One night when Josie was about 6 or 7 months old, my beautiful little baby girl screamed her beautiful little head off for about an hour. You see, Tyson usually put her to bed, and for her, that meant rocking her until she was asleep and then putting her into her crib while holding your breath and praying that you were able to take your arms out from her slowly enough so as to not to wake her up. After 6 or 7 months, Tyson had gotten quite good at putting our precious darling to bed. On this fateful night, however, Tyson was in Bloomfield for a basketball game which left me home with Josie and Lucy by myself for a lovely girls’ night-in. When it came time to put the sweet two-legged daughter to bed, I did everything right (or so I thought): I put her lotion on before zipping up her jammies, turned on the lullabye CD and her noise machine. I said her prayers and sat down in the rocking chair to send my darling babe off to la-la land. And then everything went to hell in a handbasket.

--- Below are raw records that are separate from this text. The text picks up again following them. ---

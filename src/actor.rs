use macroquad::prelude::*;

use crate::direction::Direction;
use crate::render::Canvas;

/// Something with a shape that can collide.
pub trait Areaable {
    /// Shape in world space.
    fn area(&self) -> Rect;
}

/// Something that faces one of the four directions.
pub trait Pivotable {
    /// Turns to `dir`.
    fn set_direction(&mut self, dir: Direction);
    /// Current facing.
    fn direction(&self) -> Direction;
}

/// Something with an animation that can run or rest.
pub trait Playable {
    /// Starts (or keeps) the current animation running.
    fn play(&mut self);
    /// Stops the animation and shows the resting frame.
    fn stop(&mut self);
    /// Whether the animation is running.
    fn is_playing(&self) -> bool;
}

/// A dynamic object of the world: player, NPC, projectile...
///
/// Optional capabilities are discovered through the `as_*` queries instead of
/// downcasting.
pub trait Actor {
    /// World position, top-left of the sprite.
    fn position(&self) -> Vec2;

    /// Moves the actor.
    fn set_position(&mut self, pos: Vec2);

    /// Advances internal state such as animations.
    fn update(&mut self, _ms: f32) {}

    /// Draws the actor.
    fn draw(&self, canvas: &mut dyn Canvas);

    /// Collision shape, if the actor has one.
    fn as_areaable(&self) -> Option<&dyn Areaable> {
        None
    }

    /// Facing control, if the actor has one.
    fn as_pivotable_mut(&mut self) -> Option<&mut dyn Pivotable> {
        None
    }

    /// Animation control, if the actor has one.
    fn as_playable_mut(&mut self) -> Option<&mut dyn Playable> {
        None
    }

    /// Shape used for collision and depth sorting.
    ///
    /// Actors without an area occupy a zero-sized rect at their position.
    fn footprint(&self) -> Rect {
        match self.as_areaable() {
            Some(a) => a.area(),
            None => {
                let p = self.position();
                Rect::new(p.x, p.y, 0.0, 0.0)
            }
        }
    }
}

/// Stable handle of an actor in an [`ActorList`].
#[derive(Debug, Clone, Copy, PartialEq, Eq, Hash, PartialOrd, Ord)]
pub struct ActorId(u32);

/// The actors of a scene, owned by game code.
///
/// Removing an actor leaves its slot empty so other ids stay valid.
#[derive(Default)]
pub struct ActorList {
    slots: Vec<Option<Box<dyn Actor>>>,
}

impl ActorList {
    /// Empty list.
    pub fn new() -> Self {
        Self::default()
    }

    /// Adds an actor and returns its id.
    pub fn add(&mut self, actor: impl Actor + 'static) -> ActorId {
        self.add_boxed(Box::new(actor))
    }

    /// Adds an already boxed actor.
    pub fn add_boxed(&mut self, actor: Box<dyn Actor>) -> ActorId {
        let id = ActorId(self.slots.len() as u32);
        self.slots.push(Some(actor));
        id
    }

    /// Takes an actor out of the list.
    pub fn remove(&mut self, id: ActorId) -> Option<Box<dyn Actor>> {
        self.slots.get_mut(id.0 as usize).and_then(Option::take)
    }

    /// Actor by id.
    pub fn get(&self, id: ActorId) -> Option<&(dyn Actor + 'static)> {
        self.slots.get(id.0 as usize).and_then(|s| s.as_deref())
    }

    /// Mutable actor by id.
    pub fn get_mut(&mut self, id: ActorId) -> Option<&mut (dyn Actor + 'static)> {
        self.slots.get_mut(id.0 as usize).and_then(|s| s.as_deref_mut())
    }

    /// Live actors with their ids, in insertion order.
    pub fn iter(&self) -> impl Iterator<Item = (ActorId, &(dyn Actor + 'static))> + '_ {
        self.slots
            .iter()
            .enumerate()
            .filter_map(|(i, s)| s.as_deref().map(|a| (ActorId(i as u32), a)))
    }

    /// Calls [`Actor::update`] on every actor.
    pub fn update(&mut self, ms: f32) {
        for actor in self.slots.iter_mut().flatten() {
            actor.update(ms);
        }
    }

    /// Number of live actors.
    pub fn len(&self) -> usize {
        self.slots.iter().filter(|s| s.is_some()).count()
    }

    /// `true` without live actors.
    pub fn is_empty(&self) -> bool {
        self.len() == 0
    }
}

That child cried and screamed and there was nothing I could do about it. I rocked her. I walked her. I sang her Love Story. I put her in her crib and threw myself onto my bed and screamed. I hit my pillow against my bed. I picked her back up and tried soothing her again. I avoided tripping over Lucy who was following every step I made because she was every bit as upset and frustrated as I was. I let Lucy out when she went to the door. I called Tyson when I discovered several minutes later that Lucy had run away because the ice- and snow-covered streets were a far more peaceful place to be than our home. I cried with relief when his dad came back with her after her found her a couple of blocks away.
It was that night that I had horrible, unspeakable thoughts about the precious bundle of joy God had gifted me with. And then I told that story to other moms and listened and laughed along as they told their own battle stories. I told the story to friends who didn’t have kids because, in hindsight, it wasn’t so bad and parts of it were actually kind of funny.
With Josie, it was and still is okay for me to sometimes answer “Not so great” or “She’s really been struggling lately” when I’m asked how she’s doing. With Moses, on the other hand, I quickly learned that saying something like seemed to cause people to become very uncomfortable. Sometimes it was like I could hear them thinking, “Oh no. She’s saying something negative about her child with Down syndrome…What do I do?” So I would quickly slap a smile on my face and say, “But overall, he’s great!” and then watch the relief spread over their bodies. Now it’s to the point where I just answer with a smile and “He’s great!” And that isn’t a lie. Moses is great. But I never had to follow up a “negative” statement with Josie. And overall, she’s always been great, too. It’s just that babies are hard sometimes, regardless of their chromosome count or type of needs.
Sometimes when I’m asked “How’s Moses doing?”, it seems like there’s an underlying curiosity of what it’s like to have a baby with Down syndrome.
From about birth to 4 or 5 months, it really didn’t seem like Moses was that different from how Josie was as a baby. At that point in a baby’s life, days are pretty much spent eating, sleeping, pooping, and taking in the world around him. That was my experience with both Josie and Moses. It was probably around that 6 month mark that I did start to notice some of the physical and cognitive delays. Right now Moses is almost 18 months old and is doing what Josie was able to do when she was about half his age. He has physical therapy once a week and occupational therapy and speech twice a month. He could probably crawl on his hands and knees if he wanted to, but army crawling gets him where he wants go and he’s fast. His arms and shoulders are weak, but he gets better and better at pulling himself up to standing every day. Last night he stood at at the coffee table in the basement for about 3 minutes straight. By the last minute, his little legs were shaking but he stayed upright until they just couldn’t hold him up anymore. He “talks” a lot and it sounds like he says “Dada” and “Mama”, but it’s not intentional where he’ll look at us and say it. He knows the sign for “no more” and it really sounds like he’s trying to verbally say it, too. He can do the sign for “more”, or at least clap his hands together, but apparently it’s not as fun as signing “no more” so he doesn’t do it as often. He will wave “hi” and “bye” pretty consistently now, and he’s getting to the point that when I say “Give me a kiss” he comes at my cheek with an open mouth. He can stack toys and knock them down like a boss. He can draw a smile from even the sourest soul.
For me one of the things that’s hardest for me as a parent of a child with Down syndrome is that I feel like I have to really censor what I say in response to questions about it. Or feel like I can’t talk about his delays without drawing looks of criticism or pity or panic. I just want to have a normal conversation about the normal struggles of having a normal child with Down syndrome. This is our normal and I’d like to be able to talk about and not have to wait for my super secret meetings with other parents of kids with Down syndrome because they’re not scared to say “Yep, that sucks” or “I know, isn’t that so frustrating?” before ending the conversation with the acknowledgement that overall, we have pretty amazing little human beings.